Your task: Using the material below, work out how many lines contain "else". Only the number is wanted.

Records for this task:
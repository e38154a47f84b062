use alloc::borrow::Cow;
use alloc::string::String;
use alloc::sync::Arc;
use alloc::vec::Vec;
use core::fmt;
use core::mem;
use std::sync::OnceLock;

use rp_document::{Element, Map};
use rp_utils::case::{last_segment, snake_case};

use crate::format::{HashFormat, XmlFormat};
use crate::naming::NamingFn;
use crate::registry::Registry;
use crate::{Context, Definition, Model, NamingStrategy, Options, RepresentError, WrapOption};

// -----------------------------------------------------------------------------
// Modules

mod collection;
mod engine;

// -----------------------------------------------------------------------------
// Exports

pub use collection::CollectionRepresenter;

// -----------------------------------------------------------------------------
// Wrap

/// The type-level wrap of a representer.
#[derive(Clone, Debug, Default, PartialEq, Eq)]
pub enum Wrap {
    #[default]
    None,
    /// Wrap under the representer's own name in snake case.
    Infer,
    Key(Cow<'static, str>),
}

impl From<&'static str> for Wrap {
    #[inline]
    fn from(key: &'static str) -> Self {
        Wrap::Key(Cow::Borrowed(key))
    }
}

impl From<String> for Wrap {
    #[inline]
    fn from(key: String) -> Self {
        Wrap::Key(Cow::Owned(key))
    }
}

impl From<bool> for Wrap {
    #[inline]
    fn from(infer: bool) -> Self {
        if infer { Wrap::Infer } else { Wrap::None }
    }
}

// -----------------------------------------------------------------------------
// Representer

/// The ordered list of property definitions of one type, plus its wrap and
/// naming policy.
///
/// A representer is frozen once built. It renders any [`Model`] to a
/// document and applies documents back onto models; see the `engine`
/// methods [`render_with`](Self::render_with) and [`apply_with`](Self::apply_with).
///
/// A [`NamingStrategy::Named`] strategy and the nested types of its
/// definitions are looked up in the [`Registry`] of the first call and cached
/// in the representer. Later calls with another registry reuse them, so a
/// representer belongs to one registry. Clones keep the cache, so build a
/// new one for another registry.
///
/// # Examples
///
/// ```
/// use rp_document::{Map, Value};
/// use rp_represent::{impl_model, Definition, Options, Registry, Representer};
///
/// #[derive(Clone, Default)]
/// struct Band {
///     name: Option<String>,
///     label: Option<String>,
/// }
/// impl_model!(Band { name, label });
///
/// let representer = Representer::builder("Band")
///     .property(Definition::new("name"))
///     .property(Definition::new("label").from("label"))
///     .build();
/// let registry = Registry::new();
///
/// let band = Band { name: Some("Nofx".into()), label: Some("NOFX".into()) };
/// let doc = representer.to_hash(&band, &registry, &Options::new().wrap("band")).unwrap();
///
/// let inner = doc.get("band").and_then(Value::as_map).unwrap();
/// assert_eq!(inner, &Map::from([("name", "Nofx"), ("label", "NOFX")]));
/// ```
#[derive(Clone)]
pub struct Representer {
    name: String,
    definitions: Arc<[Definition]>,
    wrap: Wrap,
    naming: NamingStrategy,
    naming_fn: OnceLock<Option<NamingFn>>,
}

impl Representer {
    #[inline]
    pub fn builder(name: impl Into<String>) -> RepresenterBuilder {
        RepresenterBuilder::new(name)
    }

    /// Concatenates several representers into one, in order.
    ///
    /// The first representer gives the name, wrap and naming policy.
    pub(crate) fn compose(parts: &[Arc<Representer>]) -> Self {
        let name = parts
            .iter()
            .map(|part| part.name.as_str())
            .collect::<Vec<_>>()
            .join("+");
        let definitions: Vec<Definition> = parts
            .iter()
            .flat_map(|part| part.definitions.iter().cloned())
            .collect();
        let (wrap, naming) = match parts.first() {
            Some(first) => (first.wrap.clone(), first.naming.clone()),
            None => (Wrap::None, NamingStrategy::Identity),
        };
        Self {
            name,
            definitions: definitions.into(),
            wrap,
            naming,
            naming_fn: OnceLock::new(),
        }
    }

    #[inline]
    pub fn name(&self) -> &str {
        &self.name
    }

    #[inline]
    pub fn definitions(&self) -> &[Definition] {
        &self.definitions
    }

    pub fn definition(&self, name: &str) -> Option<&Definition> {
        self.definitions.iter().find(|def| def.name() == name)
    }

    #[inline]
    pub fn wrap(&self) -> &Wrap {
        &self.wrap
    }

    #[inline]
    pub fn naming_strategy(&self) -> &NamingStrategy {
        &self.naming
    }

    /// The wrap of a call: the per-call option, else the type-level wrap.
    pub fn resolve_wrap(&self, options: &Options) -> Option<Cow<'static, str>> {
        match options.wrap_option() {
            Some(WrapOption::Off) => None,
            Some(WrapOption::Key(key)) => Some(key.clone()),
            None => match &self.wrap {
                Wrap::None => None,
                Wrap::Infer => Some(Cow::Owned(snake_case(last_segment(&self.name)))),
                Wrap::Key(key) => Some(key.clone()),
            },
        }
    }

    /// The document key of `def`: its `from`, else the naming strategy applied to its name.
    pub fn key_for<'d>(
        &self,
        def: &'d Definition,
        registry: &Registry,
    ) -> Result<Cow<'d, str>, RepresentError> {
        if def.has_from() {
            return Ok(Cow::Borrowed(def.document_key()));
        }
        let naming = match self.naming_fn.get() {
            Some(naming) => naming,
            None => {
                let resolved = self.naming.resolve(registry)?;
                self.naming_fn.get_or_init(|| resolved)
            }
        };
        Ok(match naming {
            Some(naming) => Cow::Owned(naming(def.name())),
            None => Cow::Borrowed(def.name()),
        })
    }

    pub fn for_collection(self: &Arc<Self>) -> CollectionRepresenter {
        CollectionRepresenter::new(self.clone())
    }

    // -------------------------------------------------------------------------
    // Entry points

    #[inline]
    pub fn to_hash(
        &self,
        model: &dyn Model,
        registry: &Registry,
        options: &Options,
    ) -> Result<Map, RepresentError> {
        self.render_with::<HashFormat>(model, &Context::new(registry, options))
    }

    #[inline]
    pub fn from_hash(
        &self,
        doc: &Map,
        model: &mut dyn Model,
        registry: &Registry,
        options: &Options,
    ) -> Result<(), RepresentError> {
        self.apply_with::<HashFormat>(doc, model, &Context::new(registry, options))
    }

    /// Builds a fresh `T` from an associative document.
    pub fn parse_hash<T: Model + Default>(
        &self,
        doc: &Map,
        registry: &Registry,
        options: &Options,
    ) -> Result<T, RepresentError> {
        let mut model = T::default();
        self.from_hash(doc, &mut model, registry, options)?;
        Ok(model)
    }

    #[inline]
    pub fn to_node(
        &self,
        model: &dyn Model,
        registry: &Registry,
        options: &Options,
    ) -> Result<Element, RepresentError> {
        self.render_with::<XmlFormat>(model, &Context::new(registry, options))
    }

    #[inline]
    pub fn from_node(
        &self,
        doc: &Element,
        model: &mut dyn Model,
        registry: &Registry,
        options: &Options,
    ) -> Result<(), RepresentError> {
        self.apply_with::<XmlFormat>(doc, model, &Context::new(registry, options))
    }

    /// Builds a fresh `T` from a markup document.
    pub fn parse_node<T: Model + Default>(
        &self,
        doc: &Element,
        registry: &Registry,
        options: &Options,
    ) -> Result<T, RepresentError> {
        let mut model = T::default();
        self.from_node(doc, &mut model, registry, options)?;
        Ok(model)
    }
}

impl fmt::Debug for Representer {
    fn fmt(&self, f: &mut fmt::Formatter<'_>) -> fmt::Result {
        f.debug_struct("Representer")
            .field("name", &self.name)
            .field("definitions", &self.definitions)
            .field("wrap", &self.wrap)
            .field("naming", &self.naming)
            .finish()
    }
}

// -----------------------------------------------------------------------------
// RepresenterBuilder

/// Declares a [`Representer`].
///
/// Inherited definitions always come first, in the parent's order.
/// Definitions are never deduplicated by name.
pub struct RepresenterBuilder {
    name: String,
    parent: Vec<Definition>,
    definitions: Vec<Definition>,
    wrap: Option<Wrap>,
    naming: Option<NamingStrategy>,
}

impl RepresenterBuilder {
    fn new(name: impl Into<String>) -> Self {
        Self {
            name: name.into(),
            parent: Vec::new(),
            definitions: Vec::new(),
            wrap: None,
            naming: None,
        }
    }

    /// Copies the parent's definitions, wrap and naming strategy.
    ///
    /// Definitions are cloned; editing them never reaches the parent.
    /// Wrap and naming set on this builder win over the parent's.
    pub fn inherit(mut self, parent: &Representer) -> Self {
        self.parent.extend(parent.definitions.iter().cloned());
        if self.wrap.is_none() {
            self.wrap = Some(parent.wrap.clone());
        }
        if self.naming.is_none() {
            self.naming = Some(parent.naming.clone());
        }
        self
    }

    pub fn property(mut self, def: Definition) -> Self {
        self.definitions.push(def);
        self
    }

    /// Declares an untyped collection.
    pub fn collection(self, name: impl Into<String>) -> Self {
        self.property(Definition::collection(name))
    }

    /// Declares an untyped key/value map.
    pub fn hash(self, name: impl Into<String>) -> Self {
        self.property(Definition::hash(name))
    }

    /// Edits the last definition called `name`, inherited ones included.
    pub fn definition_mut(mut self, name: &str, edit: impl FnOnce(Definition) -> Definition) -> Self {
        let found = self
            .definitions
            .iter_mut()
            .rev()
            .chain(self.parent.iter_mut().rev())
            .find(|def| def.name() == name);
        if let Some(def) = found {
            let taken = mem::replace(def, Definition::new(name));
            *def = edit(taken);
        }
        self
    }

    pub fn wrap(mut self, wrap: impl Into<Wrap>) -> Self {
        self.wrap = Some(wrap.into());
        self
    }

    pub fn naming_strategy(mut self, naming: NamingStrategy) -> Self {
        self.naming = Some(naming);
        self
    }

    pub fn build(self) -> Representer {
        let mut definitions = self.parent;
        definitions.extend(self.definitions);
        Representer {
            name: self.name,
            definitions: definitions.into(),
            wrap: self.wrap.unwrap_or_default(),
            naming: self.naming.unwrap_or_default(),
            naming_fn: OnceLock::new(),
        }
    }
}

Task solution: 3